I love Florence.
I didn’t fall in love with Florence right away. The rain and cold were formidable, and getting lost — two hours circling the hotel but never finding it — was intimidating.
But then came the day that we did everything right. We started by refusing to take the optional tour of the winery on New Year’s Day. (Our guide was very concerned. “All of Florence will be closed,” she said. “You will spend the entire day sitting in the hotel, bored. It is much better, I think, for you to come on the wine tasting with the rest of the group.”
We declined, and the magic began.
First: we slept in. Next, we wandered the streets, looking to see if, indeed, every single store would be closed. As it turned out, most retail shops were … but all restaurants, all ice cream shops, and most of the souvenir shops were open. (The retail folks, by the way, were foolish to close. From 10:00 a.m. until midnight, thousands of would-be customers roamed the streets with bulging wallets.)

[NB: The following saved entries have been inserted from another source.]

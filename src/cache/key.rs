//! Request Key Module
//!
//! Request descriptors used as generation keys.

use std::fmt;

use axum::http::Method;
use url::Url;

use crate::fetch::FetchRequest;

// == Request Key ==
/// Method plus URL, fragment removed. Query strings are significant.
#[derive(Debug, Clone, PartialEq, Eq, Hash)]
pub struct RequestKey {
    method: Method,
    url: String,
}

impl RequestKey {
    pub fn new(method: Method, url: &Url) -> Self {
        let mut url = url.clone();
        url.set_fragment(None);
        Self {
            method,
            url: url.into(),
        }
    }

    pub fn get(url: &Url) -> Self {
        Self::new(Method::GET, url)
    }

    pub fn from_request(request: &FetchRequest) -> Self {
        Self::new(request.method.clone(), &request.url)
    }

    pub fn method(&self) -> &Method {
        &self.method
    }

    pub fn url(&self) -> &str {
        &self.url
    }

    /// Only GET requests can be written to a generation.
    pub fn is_storable(&self) -> bool {
        self.method == Method::GET
    }
}

impl fmt::Display for RequestKey {
    fn fmt(&self, f: &mut fmt::Formatter<'_>) -> fmt::Result {
        write!(f, "{} {}", self.method, self.url)
    }
}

We had lunch at a wonderful Chinese restaurant we found near the hotel — nine Americans ordering Thai dishes in Italian from a Chinese shop owner. We walked the nearby squares until we made sense of how they connected. We found the only leather store in Florence open on New Year’s Day and dropped several hundred dollars on shoes and coats and boots. We made a point to get ice cream three times, plus Nutella waffles, just for good measure.
I took a walk by myself and stumbled on a tabacconist’s shop with Tarot cards in the window. I picked up an out-of-print deck for a song and a beautiful Italian deck I’ve never seen before. After finding an open store selling handmade wooden toys and a public square packed with street merchants, I ran back to the hotel, collected Clyde, Joe, and Joyce, and whisked them out into the night on my own impromptu tour.
We dined on spicy spaghetti and good pizza pies in the vaulted, candle-lit basement of a local pizzaria. We sought out more gelatto. We went back to the leather store and bought leather items until they closed the doors and sent us home.
Our trip is not over, but I know that this day will be, for me, the best day of the trip: a cold, wet, rainy January 1st, spent with people I love in a city that seemed to have been created for us and us alone.